▶ [DATA RECORDS]:
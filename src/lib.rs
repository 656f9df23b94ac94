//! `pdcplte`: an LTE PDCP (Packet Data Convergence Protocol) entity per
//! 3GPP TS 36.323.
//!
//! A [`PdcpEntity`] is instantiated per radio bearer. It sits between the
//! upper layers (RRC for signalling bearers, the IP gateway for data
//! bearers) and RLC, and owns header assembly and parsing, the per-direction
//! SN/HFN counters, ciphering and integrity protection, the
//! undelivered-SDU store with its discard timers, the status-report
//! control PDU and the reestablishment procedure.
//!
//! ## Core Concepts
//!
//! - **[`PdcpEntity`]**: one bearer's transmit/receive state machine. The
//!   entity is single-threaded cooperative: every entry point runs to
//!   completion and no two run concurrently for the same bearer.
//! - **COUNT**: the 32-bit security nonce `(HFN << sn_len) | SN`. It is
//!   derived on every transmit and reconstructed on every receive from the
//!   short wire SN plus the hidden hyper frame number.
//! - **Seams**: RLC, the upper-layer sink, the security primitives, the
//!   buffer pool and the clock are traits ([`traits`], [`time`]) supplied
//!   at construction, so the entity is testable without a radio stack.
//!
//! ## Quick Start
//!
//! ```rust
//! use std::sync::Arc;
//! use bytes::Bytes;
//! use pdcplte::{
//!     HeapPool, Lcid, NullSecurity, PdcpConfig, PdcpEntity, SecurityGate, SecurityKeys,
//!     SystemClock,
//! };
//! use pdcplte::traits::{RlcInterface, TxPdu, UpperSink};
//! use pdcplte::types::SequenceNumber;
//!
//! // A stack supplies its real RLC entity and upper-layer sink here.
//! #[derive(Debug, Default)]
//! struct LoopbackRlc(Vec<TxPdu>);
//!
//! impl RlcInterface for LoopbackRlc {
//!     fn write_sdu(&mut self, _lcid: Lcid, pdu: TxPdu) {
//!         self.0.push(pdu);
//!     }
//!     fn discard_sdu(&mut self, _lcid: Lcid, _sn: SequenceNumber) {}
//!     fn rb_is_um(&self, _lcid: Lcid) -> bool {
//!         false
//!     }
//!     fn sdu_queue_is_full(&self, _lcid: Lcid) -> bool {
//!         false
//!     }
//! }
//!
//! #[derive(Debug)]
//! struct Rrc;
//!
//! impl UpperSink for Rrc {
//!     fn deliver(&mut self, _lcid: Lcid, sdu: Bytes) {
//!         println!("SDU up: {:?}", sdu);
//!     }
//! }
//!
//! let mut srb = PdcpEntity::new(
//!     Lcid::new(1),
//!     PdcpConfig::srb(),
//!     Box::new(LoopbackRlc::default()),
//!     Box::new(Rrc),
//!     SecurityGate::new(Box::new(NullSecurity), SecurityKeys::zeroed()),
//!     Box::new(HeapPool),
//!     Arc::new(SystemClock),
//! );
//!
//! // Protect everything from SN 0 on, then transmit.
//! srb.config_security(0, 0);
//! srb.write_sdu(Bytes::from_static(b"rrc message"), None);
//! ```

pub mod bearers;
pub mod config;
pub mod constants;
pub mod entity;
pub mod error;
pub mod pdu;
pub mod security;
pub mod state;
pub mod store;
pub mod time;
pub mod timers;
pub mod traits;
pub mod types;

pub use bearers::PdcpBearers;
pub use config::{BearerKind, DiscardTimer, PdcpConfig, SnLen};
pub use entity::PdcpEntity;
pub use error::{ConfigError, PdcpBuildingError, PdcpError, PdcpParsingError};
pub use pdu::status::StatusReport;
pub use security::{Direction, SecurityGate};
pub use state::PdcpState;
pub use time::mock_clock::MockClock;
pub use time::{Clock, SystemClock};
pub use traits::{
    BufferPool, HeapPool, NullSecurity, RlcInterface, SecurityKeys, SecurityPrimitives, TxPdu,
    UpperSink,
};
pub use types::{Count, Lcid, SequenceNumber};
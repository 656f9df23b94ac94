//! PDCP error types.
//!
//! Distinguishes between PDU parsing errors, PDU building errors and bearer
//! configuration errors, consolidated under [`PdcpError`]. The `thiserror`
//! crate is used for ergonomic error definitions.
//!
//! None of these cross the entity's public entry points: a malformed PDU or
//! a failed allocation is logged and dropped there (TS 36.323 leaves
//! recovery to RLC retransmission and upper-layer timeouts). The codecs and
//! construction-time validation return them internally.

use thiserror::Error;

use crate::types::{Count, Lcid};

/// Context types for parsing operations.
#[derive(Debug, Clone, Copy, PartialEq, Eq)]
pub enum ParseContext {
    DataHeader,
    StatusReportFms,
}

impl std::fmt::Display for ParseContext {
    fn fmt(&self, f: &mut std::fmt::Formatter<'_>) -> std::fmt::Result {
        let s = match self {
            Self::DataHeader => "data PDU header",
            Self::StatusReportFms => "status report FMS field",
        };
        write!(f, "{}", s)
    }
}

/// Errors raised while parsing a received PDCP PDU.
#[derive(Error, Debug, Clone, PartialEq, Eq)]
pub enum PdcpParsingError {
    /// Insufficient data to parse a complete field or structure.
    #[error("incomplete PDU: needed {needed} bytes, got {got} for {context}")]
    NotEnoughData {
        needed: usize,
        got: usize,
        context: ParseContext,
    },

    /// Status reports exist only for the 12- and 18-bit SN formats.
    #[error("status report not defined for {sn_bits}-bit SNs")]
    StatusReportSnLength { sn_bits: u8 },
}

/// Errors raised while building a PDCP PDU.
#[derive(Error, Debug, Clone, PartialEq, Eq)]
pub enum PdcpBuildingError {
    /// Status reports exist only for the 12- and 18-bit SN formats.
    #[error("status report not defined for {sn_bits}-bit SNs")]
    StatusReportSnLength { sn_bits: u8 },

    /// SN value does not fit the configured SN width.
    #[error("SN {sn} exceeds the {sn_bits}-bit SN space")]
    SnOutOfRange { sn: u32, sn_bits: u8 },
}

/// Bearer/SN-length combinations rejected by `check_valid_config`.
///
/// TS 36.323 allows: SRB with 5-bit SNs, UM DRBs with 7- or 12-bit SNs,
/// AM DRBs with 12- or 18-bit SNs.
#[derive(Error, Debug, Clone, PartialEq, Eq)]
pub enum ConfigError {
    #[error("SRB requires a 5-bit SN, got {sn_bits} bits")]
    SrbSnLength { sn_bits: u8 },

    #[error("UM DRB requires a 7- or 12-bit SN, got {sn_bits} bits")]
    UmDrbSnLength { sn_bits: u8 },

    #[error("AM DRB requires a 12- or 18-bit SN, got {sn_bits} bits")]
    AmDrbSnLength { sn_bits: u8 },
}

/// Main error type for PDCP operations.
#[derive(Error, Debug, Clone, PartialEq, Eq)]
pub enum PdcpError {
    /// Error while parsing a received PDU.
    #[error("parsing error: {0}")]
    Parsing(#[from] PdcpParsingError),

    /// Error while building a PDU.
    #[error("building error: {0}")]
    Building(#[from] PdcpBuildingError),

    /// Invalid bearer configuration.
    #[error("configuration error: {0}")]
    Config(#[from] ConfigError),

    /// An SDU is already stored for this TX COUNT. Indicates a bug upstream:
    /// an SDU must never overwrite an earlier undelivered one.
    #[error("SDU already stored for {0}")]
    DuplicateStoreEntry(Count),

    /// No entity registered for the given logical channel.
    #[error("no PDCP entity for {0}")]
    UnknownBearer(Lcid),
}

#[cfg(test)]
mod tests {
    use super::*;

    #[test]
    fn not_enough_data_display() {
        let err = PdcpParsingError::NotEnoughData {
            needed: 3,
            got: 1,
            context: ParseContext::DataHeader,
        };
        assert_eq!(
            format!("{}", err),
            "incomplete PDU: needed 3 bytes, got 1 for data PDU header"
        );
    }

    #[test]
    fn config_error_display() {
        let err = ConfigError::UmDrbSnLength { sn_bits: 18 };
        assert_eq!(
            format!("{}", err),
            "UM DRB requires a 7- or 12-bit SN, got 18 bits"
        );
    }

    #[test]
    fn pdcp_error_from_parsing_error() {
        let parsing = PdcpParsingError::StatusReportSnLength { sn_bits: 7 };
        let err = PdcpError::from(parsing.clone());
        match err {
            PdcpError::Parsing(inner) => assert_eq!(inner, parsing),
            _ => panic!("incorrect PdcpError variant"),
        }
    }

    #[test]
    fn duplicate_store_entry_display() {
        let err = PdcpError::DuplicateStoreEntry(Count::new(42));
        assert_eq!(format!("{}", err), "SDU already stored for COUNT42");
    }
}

* * *

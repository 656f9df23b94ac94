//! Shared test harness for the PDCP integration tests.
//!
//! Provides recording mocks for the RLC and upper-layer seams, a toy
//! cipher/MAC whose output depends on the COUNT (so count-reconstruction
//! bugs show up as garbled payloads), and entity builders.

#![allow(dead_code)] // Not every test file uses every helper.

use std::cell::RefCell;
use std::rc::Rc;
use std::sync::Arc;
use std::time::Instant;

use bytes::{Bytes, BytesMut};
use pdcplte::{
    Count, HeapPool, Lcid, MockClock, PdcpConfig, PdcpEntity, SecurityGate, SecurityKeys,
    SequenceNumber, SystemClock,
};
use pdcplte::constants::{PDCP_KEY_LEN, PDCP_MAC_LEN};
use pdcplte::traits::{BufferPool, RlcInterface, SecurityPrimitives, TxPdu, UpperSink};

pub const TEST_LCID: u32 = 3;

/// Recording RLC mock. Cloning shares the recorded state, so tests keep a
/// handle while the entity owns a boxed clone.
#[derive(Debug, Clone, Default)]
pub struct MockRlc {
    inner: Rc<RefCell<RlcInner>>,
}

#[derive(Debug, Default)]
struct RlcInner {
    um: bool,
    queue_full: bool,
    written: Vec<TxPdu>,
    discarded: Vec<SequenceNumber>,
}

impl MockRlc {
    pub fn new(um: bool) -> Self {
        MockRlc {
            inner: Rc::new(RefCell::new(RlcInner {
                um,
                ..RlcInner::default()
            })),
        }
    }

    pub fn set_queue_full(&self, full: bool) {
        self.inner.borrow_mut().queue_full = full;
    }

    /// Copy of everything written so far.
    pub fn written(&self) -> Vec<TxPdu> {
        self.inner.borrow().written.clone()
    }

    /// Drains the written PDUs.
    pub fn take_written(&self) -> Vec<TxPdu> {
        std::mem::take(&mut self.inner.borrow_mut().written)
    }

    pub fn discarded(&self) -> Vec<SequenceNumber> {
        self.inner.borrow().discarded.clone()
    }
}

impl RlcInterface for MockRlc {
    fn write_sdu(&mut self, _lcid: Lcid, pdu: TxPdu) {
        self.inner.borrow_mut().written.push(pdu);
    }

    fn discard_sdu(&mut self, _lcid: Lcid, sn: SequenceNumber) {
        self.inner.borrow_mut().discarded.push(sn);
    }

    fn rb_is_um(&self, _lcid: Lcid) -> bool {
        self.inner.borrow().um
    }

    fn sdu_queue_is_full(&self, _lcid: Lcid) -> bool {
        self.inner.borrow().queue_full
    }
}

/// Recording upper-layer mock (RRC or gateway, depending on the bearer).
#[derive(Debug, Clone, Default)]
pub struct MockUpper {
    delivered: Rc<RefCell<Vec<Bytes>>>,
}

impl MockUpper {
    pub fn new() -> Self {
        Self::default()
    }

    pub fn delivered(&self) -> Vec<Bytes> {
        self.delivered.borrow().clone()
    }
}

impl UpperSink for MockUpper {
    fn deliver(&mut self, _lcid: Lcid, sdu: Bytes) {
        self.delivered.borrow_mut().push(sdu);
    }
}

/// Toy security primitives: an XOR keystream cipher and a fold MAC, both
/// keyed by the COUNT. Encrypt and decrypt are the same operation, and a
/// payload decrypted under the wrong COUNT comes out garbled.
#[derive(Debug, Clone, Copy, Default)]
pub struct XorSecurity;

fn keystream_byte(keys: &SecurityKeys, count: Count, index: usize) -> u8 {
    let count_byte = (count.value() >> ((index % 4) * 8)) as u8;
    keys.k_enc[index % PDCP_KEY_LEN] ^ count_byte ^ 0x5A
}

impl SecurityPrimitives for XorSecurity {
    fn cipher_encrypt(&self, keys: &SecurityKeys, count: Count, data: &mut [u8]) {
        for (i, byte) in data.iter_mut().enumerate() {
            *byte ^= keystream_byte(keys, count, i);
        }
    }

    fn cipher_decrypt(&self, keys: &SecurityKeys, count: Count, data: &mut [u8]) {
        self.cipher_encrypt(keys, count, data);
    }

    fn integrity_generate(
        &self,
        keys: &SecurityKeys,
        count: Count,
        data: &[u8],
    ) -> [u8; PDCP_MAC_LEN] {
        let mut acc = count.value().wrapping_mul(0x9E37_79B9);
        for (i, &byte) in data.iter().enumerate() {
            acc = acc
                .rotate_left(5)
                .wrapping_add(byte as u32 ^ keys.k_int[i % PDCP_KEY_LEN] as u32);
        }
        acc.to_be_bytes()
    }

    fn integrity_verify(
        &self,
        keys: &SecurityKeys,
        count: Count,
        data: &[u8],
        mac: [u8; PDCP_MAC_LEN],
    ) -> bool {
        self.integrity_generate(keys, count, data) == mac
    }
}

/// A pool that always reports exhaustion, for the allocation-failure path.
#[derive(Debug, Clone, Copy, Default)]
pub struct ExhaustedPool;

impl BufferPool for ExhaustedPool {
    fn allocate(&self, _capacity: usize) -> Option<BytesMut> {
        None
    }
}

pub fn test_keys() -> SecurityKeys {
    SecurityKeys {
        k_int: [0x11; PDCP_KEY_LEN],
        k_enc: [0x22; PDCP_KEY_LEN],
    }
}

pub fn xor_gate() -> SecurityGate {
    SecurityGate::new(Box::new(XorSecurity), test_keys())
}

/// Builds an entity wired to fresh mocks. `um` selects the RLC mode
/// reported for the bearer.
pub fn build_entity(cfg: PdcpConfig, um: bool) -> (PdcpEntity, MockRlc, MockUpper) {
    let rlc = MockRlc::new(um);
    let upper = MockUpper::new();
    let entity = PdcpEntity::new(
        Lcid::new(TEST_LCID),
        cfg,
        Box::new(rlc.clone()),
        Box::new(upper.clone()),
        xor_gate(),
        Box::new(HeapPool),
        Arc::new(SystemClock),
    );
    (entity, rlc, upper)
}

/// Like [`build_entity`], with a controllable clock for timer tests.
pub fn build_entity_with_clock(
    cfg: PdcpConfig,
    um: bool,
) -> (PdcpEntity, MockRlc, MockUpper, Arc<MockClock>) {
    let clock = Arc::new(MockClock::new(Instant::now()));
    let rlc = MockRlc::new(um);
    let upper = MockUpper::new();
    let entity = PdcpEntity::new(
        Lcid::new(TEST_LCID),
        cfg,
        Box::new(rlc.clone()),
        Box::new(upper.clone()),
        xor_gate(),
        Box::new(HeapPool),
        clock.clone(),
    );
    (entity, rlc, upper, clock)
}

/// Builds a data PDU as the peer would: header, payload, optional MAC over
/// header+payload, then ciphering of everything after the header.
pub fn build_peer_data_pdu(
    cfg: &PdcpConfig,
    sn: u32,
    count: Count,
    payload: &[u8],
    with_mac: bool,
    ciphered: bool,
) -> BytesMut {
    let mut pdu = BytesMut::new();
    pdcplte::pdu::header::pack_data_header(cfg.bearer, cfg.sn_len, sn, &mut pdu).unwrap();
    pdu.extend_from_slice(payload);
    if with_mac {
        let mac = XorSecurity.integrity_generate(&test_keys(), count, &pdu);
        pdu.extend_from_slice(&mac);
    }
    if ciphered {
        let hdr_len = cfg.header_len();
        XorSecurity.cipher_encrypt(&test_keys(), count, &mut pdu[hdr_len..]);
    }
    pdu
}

▶ [ABOUT THIS TASK]:
Every line in the data that holds "under" should be copied out.

▶ [RESPONSE TO THIS TASK]:
//! configuration errors, consolidated under [`PdcpError`]. The `thiserror`
/// payload decrypted under the wrong COUNT comes out garbled.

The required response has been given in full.